Coffee review

Introduction to roasting and flushing of coffee beans

Published: 2024-09-20 Author: World Gafei
Last Updated: 2024/09/20, The more common distinguishing methods for roasting coffee beans are cinnamon roasting (Cinnamon Roast), metropolitan roasting (City Roast), universal roasting (Full-City Roast), Viennese roasting (Vienna Roast), Italian roasting (Italian Roast) and French roasting (French Roast) selection of raw beans, master the characteristics and structure of the roaster, repeat patiently

Roasting of coffee beans

The more common distinguishing methods are cinnamon baking (Cinnamon Roast), metropolitan baking (City Roast), metropolitan baking (Full-City Roast), Viennese baking (Vienna Roast), Italian baking (Italian Roast) and French baking (French Roast) raw beans, mastering the characteristics and construction of the roaster, and patiently repeating tests are the only way for a successful baker. The change of air and humidity in the working environment, the appropriate time for raw materials to enter the pot, the precise control of the heat program and time, how to adjust the exhaust gas valve, the cooling system and program, and even calculate the moving rate of each coffee bean in the boiler, all give coffee active vitality.

Coffee bean cup test

It is definitely a hard task, mainly to determine what kind of baking process or blending method is suitable for those beans in order to achieve the best results, in line with the appropriate time created by the environment and the physiological state of the testers. The ratio of coffee to boiling water, precise grinding, standard water temperature and the same soaking time, and then the testers did their best to find out the defects without talking to each other and recorded them quickly. the scene is guaranteed to dumbfounded some beginners, and there are a lot of tricks during the cup test. the reason is to use vacuum to absorb a mouthful of coffee straight to the root of the tongue and instantly feel the basic taste of sour / sweet / bitter / astringent. If it were not for professionals, it would not be easy to complete a certain number of accurate tests in a short time.

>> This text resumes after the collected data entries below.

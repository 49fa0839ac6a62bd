//! Domain model (ids, steps, tasks, batches, actions).

pub mod action;
pub mod batch;
pub mod ids;
pub mod step;
pub mod task;

pub use action::{Action, ActionKind, ActionParams};
pub use batch::{Batch, BatchSummary};
pub use ids::{BatchId, TaskId};
pub use step::{CheckStatus, STEP_COUNT, StepId, StepRecord, StepStatus, ValidationCheck};
pub use task::{BatchRef, Task, TaskRow, TaskStatus};
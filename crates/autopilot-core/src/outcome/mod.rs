//! Outcome generation: fates, random draws and simulated step payloads.

pub mod fate;
pub mod generator;
pub mod payload;

pub use fate::{Fate, PlannedAction};
pub use generator::{EnrichedData, OutcomeGenerator};
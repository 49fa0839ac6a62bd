//! Task record and status.

use std::fmt;

use chrono::{DateTime, Utc};
use serde::{Deserialize, Serialize};

use super::ids::{BatchId, TaskId};
use super::step::{STEP_COUNT, StepId, StepRecord};
use crate::error::PipelineError;

/// Task status (closed set).
///
/// State transitions (see `machine::apply`):
/// - Pending -> Processing -> (Processing)* -> Completed
/// - Processing -> Failed | NotReady | ReviewRequired
/// - ReviewRequired -> Completed (approve) | Rejected (reject)
/// - Failed | Rejected | NotReady -> Retrying -> Processing
#[derive(Debug, Clone, Copy, PartialEq, Eq, Hash, PartialOrd, Ord, Serialize, Deserialize)]
#[serde(rename_all = "kebab-case")]
pub enum TaskStatus {
    Pending,
    NotReady,
    Processing,
    ReviewRequired,
    Retrying,
    Completed,
    Failed,
    Rejected,
}

impl TaskStatus {
    pub const ALL: [TaskStatus; 8] = [
        TaskStatus::Pending,
        TaskStatus::NotReady,
        TaskStatus::Processing,
        TaskStatus::ReviewRequired,
        TaskStatus::Retrying,
        TaskStatus::Completed,
        TaskStatus::Failed,
        TaskStatus::Rejected,
    ];

    pub fn as_str(self) -> &'static str {
        match self {
            TaskStatus::Pending => "pending",
            TaskStatus::NotReady => "not-ready",
            TaskStatus::Processing => "processing",
            TaskStatus::ReviewRequired => "review-required",
            TaskStatus::Retrying => "retrying",
            TaskStatus::Completed => "completed",
            TaskStatus::Failed => "failed",
            TaskStatus::Rejected => "rejected",
        }
    }

    /// A worker stops driving the task once it reaches one of these.
    pub fn ends_attempt(self) -> bool {
        matches!(
            self,
            TaskStatus::Completed
                | TaskStatus::Failed
                | TaskStatus::Rejected
                | TaskStatus::NotReady
                | TaskStatus::ReviewRequired
        )
    }
}

impl fmt::Display for TaskStatus {
    fn fmt(&self, f: &mut fmt::Formatter<'_>) -> fmt::Result {
        f.write_str(self.as_str())
    }
}

/// Reference to the owning batch (not ownership).
#[derive(Debug, Clone, PartialEq, Eq, Serialize, Deserialize)]
#[serde(rename_all = "camelCase")]
pub struct BatchRef {
    pub id: BatchId,
    pub name: String,
}

/// One imported row: the identity of a task before it is created.
#[derive(Debug, Clone, PartialEq, Eq, Serialize, Deserialize)]
#[serde(rename_all = "camelCase")]
pub struct TaskRow {
    pub organisation_id: String,
    pub company_id: String,
    pub le_id: String,
    #[serde(default)]
    pub special_case: bool,
}

impl TaskRow {
    pub fn new(
        organisation_id: impl Into<String>,
        company_id: impl Into<String>,
        le_id: impl Into<String>,
    ) -> Self {
        Self {
            organisation_id: organisation_id.into(),
            company_id: company_id.into(),
            le_id: le_id.into(),
            special_case: false,
        }
    }
}

#[derive(Debug, Clone, PartialEq, Serialize, Deserialize)]
#[serde(rename_all = "camelCase")]
pub struct Task {
    pub id: TaskId,
    pub organisation_id: String,
    pub company_id: String,
    pub le_id: String,
    pub certificate: Option<String>,
    pub special_case: bool,
    pub submitted: bool,
    pub status: TaskStatus,
    pub description: Option<String>,
    pub batch: BatchRef,
    pub steps: Vec<StepRecord>,
    pub created_at: DateTime<Utc>,
    pub updated_at: DateTime<Utc>,
}

impl Task {
    pub fn new(id: TaskId, row: TaskRow, batch: BatchRef, now: DateTime<Utc>) -> Self {
        Self {
            id,
            organisation_id: row.organisation_id,
            company_id: row.company_id,
            le_id: row.le_id,
            certificate: None,
            special_case: row.special_case,
            submitted: false,
            status: TaskStatus::Pending,
            description: None,
            batch,
            steps: StepRecord::pipeline(),
            created_at: now,
            updated_at: now,
        }
    }

    /// Index of the active step: one past the last completed step.
    ///
    /// Returns 0 when nothing is completed and `STEP_COUNT` once every step is.
    /// Every consumer (state machine, workers, status reporting) goes through
    /// this function.
    pub fn current_step_index(&self) -> usize {
        self.steps
            .iter()
            .rposition(StepRecord::is_completed)
            .map_or(0, |last| last + 1)
    }

    /// The active step, or `None` past the end of the pipeline.
    pub fn current_step(&self) -> Option<StepId> {
        StepId::from_index(self.current_step_index())
    }

    pub fn step_mut(&mut self, id: StepId) -> &mut StepRecord {
        &mut self.steps[id.index()]
    }

    pub fn all_steps_completed(&self) -> bool {
        self.steps.iter().all(StepRecord::is_completed)
    }

    /// Checks the fixed-pipeline invariant: four steps in pipeline order.
    pub fn check_steps(&self) -> Result<(), PipelineError> {
        if self.steps.len() != STEP_COUNT {
            return Err(PipelineError::internal(format!(
                "task {} has {} steps, expected {}",
                self.id,
                self.steps.len(),
                STEP_COUNT
            )));
        }
        if let Some((index, step)) = self
            .steps
            .iter()
            .enumerate()
            .find(|(index, step)| step.id.index() != *index)
        {
            return Err(PipelineError::internal(format!(
                "task {} has step {} at position {}",
                self.id, step.id, index
            )));
        }
        Ok(())
    }
}
//! File-to-folder cross-validation
//!
//! Samples a folder's audio files, reads their embedded tags, and checks
//! whether the tag-derived author/title agree with the folder name. A
//! folder whose files mostly disagree with its name is worth a second look
//! even when the name heuristics pass.

use crate::heuristics::strip_format_junk;
use crate::scanner::is_audio_file;
use lazy_static::lazy_static;
use lofty::file::TaggedFileExt;
use lofty::probe::Probe;
use lofty::tag::Accessor;
use regex::Regex;
use std::collections::HashSet;
use std::path::Path;
use walkdir::WalkDir;

/// Tag fields relevant to identity, pulled from one sampled file
#[derive(Debug, Clone, Default)]
pub struct TagSample {
    pub artist: Option<String>,
    pub album: Option<String>,
    pub track_title: Option<String>,
}

impl TagSample {
    fn is_empty(&self) -> bool {
        self.artist.is_none() && self.album.is_none() && self.track_title.is_none()
    }
}

#[derive(Debug, Clone, Default)]
pub struct Verification {
    pub sampled: usize,
    pub mismatched: usize,
    pub flagged: bool,
}

fn read_tag_sample(path: &Path) -> TagSample {
    let tagged_file = match Probe::open(path).and_then(|p| p.read()) {
        Ok(f) => f,
        Err(_) => return TagSample::default(),
    };

    let tag = tagged_file.primary_tag().or_else(|| tagged_file.first_tag());

    match tag {
        Some(t) => TagSample {
            artist: t.artist().map(|s| s.to_string()),
            album: t.album().map(|s| s.to_string()),
            track_title: t.title().map(|s| s.to_string()),
        },
        None => TagSample::default(),
    }
}

lazy_static! {
    static ref WORD: Regex = Regex::new(r"[A-Za-z0-9']+").unwrap();
}

fn word_set(s: &str) -> HashSet<String> {
    WORD.find_iter(s)
        .map(|m| m.as_str().to_lowercase())
        .collect()
}

/// Overlap of two word sets, scaled by the smaller set so that a short
/// tag fully contained in a long folder name still scores 1.0.
pub fn word_overlap(a: &str, b: &str) -> f64 {
    let set_a = word_set(a);
    let set_b = word_set(b);
    if set_a.is_empty() || set_b.is_empty() {
        return 0.0;
    }
    let overlap = set_a.intersection(&set_b).count();
    overlap as f64 / set_a.len().min(set_b.len()) as f64
}

/// A file mismatches when neither its artist nor its album/track title
/// resembles the folder's author/title. Untagged fields score 0 but an
/// entirely tagless sample is skipped by the caller.
fn sample_mismatches(sample: &TagSample, author: &str, title: &str, threshold: f64) -> bool {
    let author_score = sample
        .artist
        .as_deref()
        .map(|a| word_overlap(a, author))
        .unwrap_or(0.0);

    let title_score = [sample.album.as_deref(), sample.track_title.as_deref()]
        .iter()
        .flatten()
        .map(|t| word_overlap(t, title))
        .fold(0.0_f64, f64::max);

    author_score < threshold && title_score < threshold
}

/// Pure decision over already-read samples; tagless samples are excluded
/// from the ratio. Flagged when at least half of the usable samples
/// mismatch.
pub fn evaluate(samples: &[TagSample], author: &str, title: &str, threshold: f64) -> Verification {
    let clean_title = strip_format_junk(title);
    let clean_author = strip_format_junk(author);

    let usable: Vec<&TagSample> = samples.iter().filter(|s| !s.is_empty()).collect();
    if usable.is_empty() {
        return Verification {
            sampled: 0,
            mismatched: 0,
            flagged: false,
        };
    }

    let mismatched = usable
        .iter()
        .filter(|s| sample_mismatches(s, &clean_author, &clean_title, threshold))
        .count();

    Verification {
        sampled: usable.len(),
        mismatched,
        flagged: mismatched * 2 >= usable.len(),
    }
}

/// Sample up to `sample_size` audio files under `folder` (sorted for
/// determinism) and evaluate their tags against the folder's author/title.
pub fn verify_folder(
    folder: &Path,
    author: &str,
    title: &str,
    sample_size: usize,
    threshold: f64,
) -> Verification {
    let mut audio_files: Vec<_> = WalkDir::new(folder)
        .follow_links(true)
        .into_iter()
        .filter_map(|e| e.ok())
        .filter(|e| e.file_type().is_file() && is_audio_file(e.path()))
        .map(|e| e.into_path())
        .collect();
    audio_files.sort();

    let samples: Vec<TagSample> = audio_files
        .iter()
        .take(sample_size)
        .map(|p| read_tag_sample(p))
        .collect();

    evaluate(&samples, author, title, threshold)
}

Proper grinding is related to the success or failure of a cup of coffee, no matter what brewing method has its correct extraction standard, which can also be called the decomposition mass of water molecules in coffee beans. The simple rule is that the shorter the brewing time is, the finer the grinding scale is. In addition, in the same operation mode, the amount of brewing weight, in order to achieve a balanced operation quality, it is also necessary to adjust the grinding scale properly.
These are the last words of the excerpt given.